> The task:
Give the entries again, word for word.

> The records:
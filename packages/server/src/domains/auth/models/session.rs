use anyhow::Result;
use chrono::{DateTime, Utc};
use serde::{Deserialize, Serialize};
use sqlx::SqlitePool;

/// Session - a login token bound to a user until it expires
#[derive(Debug, Clone, PartialEq, Serialize, Deserialize, sqlx::FromRow)]
pub struct Session {
    pub token: String,
    pub user_id: i64,
    pub created_at: DateTime<Utc>,
    pub expires_at: DateTime<Utc>,
}

// =============================================================================
// SQL Queries - ALL queries must be in models/
// =============================================================================

impl Session {
    /// Create a session that expires at `expires_at`
    pub async fn create(
        token: &str,
        user_id: i64,
        created_at: DateTime<Utc>,
        expires_at: DateTime<Utc>,
        pool: &SqlitePool,
    ) -> Result<Self> {
        let session = sqlx::query_as::<_, Session>(
            r#"
            INSERT INTO sessions (token, user_id, created_at, expires_at)
            VALUES (?, ?, ?, ?)
            RETURNING token, user_id, created_at, expires_at
            "#,
        )
        .bind(token)
        .bind(user_id)
        .bind(created_at)
        .bind(expires_at)
        .fetch_one(pool)
        .await?;
        Ok(session)
    }

    /// Find session by token
    pub async fn find_by_token(token: &str, pool: &SqlitePool) -> Result<Option<Self>> {
        let session = sqlx::query_as::<_, Session>(
            "SELECT token, user_id, created_at, expires_at FROM sessions WHERE token = ?",
        )
        .bind(token)
        .fetch_optional(pool)
        .await?;
        Ok(session)
    }

    /// Delete sessions that expired before `now`. Returns rows deleted.
    pub async fn delete_expired(now: DateTime<Utc>, pool: &SqlitePool) -> Result<u64> {
        let result = sqlx::query("DELETE FROM sessions WHERE expires_at < ?")
            .bind(now)
            .execute(pool)
            .await?;
        Ok(result.rows_affected())
    }
}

> Response area:
filename packages/server/src/domains/auth/models/session.rs
use anyhow::Result;
use chrono::{DateTime, Utc};
use serde::{Deserialize, Serialize};
use sqlx::SqlitePool;

/// Session - a login token bound to a user until it expires
#[derive(Debug, Clone, PartialEq, Serialize, Deserialize, sqlx::FromRow)]
pub struct Session {
    pub token: String,
    pub user_id: i64,
    pub created_at: DateTime<Utc>,
    pub expires_at: DateTime<Utc>,
}

// =============================================================================
// SQL Queries - ALL queries must be in models/
// =============================================================================

impl Session {
    /// Create a session that expires at `expires_at`
    pub async fn create(
        token: &str,
        user_id: i64,
        created_at: DateTime<Utc>,
        expires_at: DateTime<Utc>,
        pool: &SqlitePool,
    ) -> Result<Self> {
        let session = sqlx::query_as::<_, Session>(
            r#"
            INSERT INTO sessions (token, user_id, created_at, expires_at)
            VALUES (?, ?, ?, ?)
            RETURNING token, user_id, created_at, expires_at
            "#,
        )
        .bind(token)
        .bind(user_id)
        .bind(created_at)
        .bind(expires_at)
        .fetch_one(pool)
        .await?;
        Ok(session)
    }

    /// Find session by token
    pub async fn find_by_token(token: &str, pool: &SqlitePool) -> Result<Option<Self>> {
        let session = sqlx::query_as::<_, Session>(
            "SELECT token, user_id, created_at, expires_at FROM sessions WHERE token = ?",
        )
        .bind(token)
        .fetch_optional(pool)
        .await?;
        Ok(session)
    }

    /// Delete sessions that expired before `now`. Returns rows deleted.
    pub async fn delete_expired(now: DateTime<Utc>, pool: &SqlitePool) -> Result<u64> {
        let result = sqlx::query("DELETE FROM sessions WHERE expires_at < ?")
            .bind(now)
            .execute(pool)
            .await?;
        Ok(result.rows_affected())
    }
}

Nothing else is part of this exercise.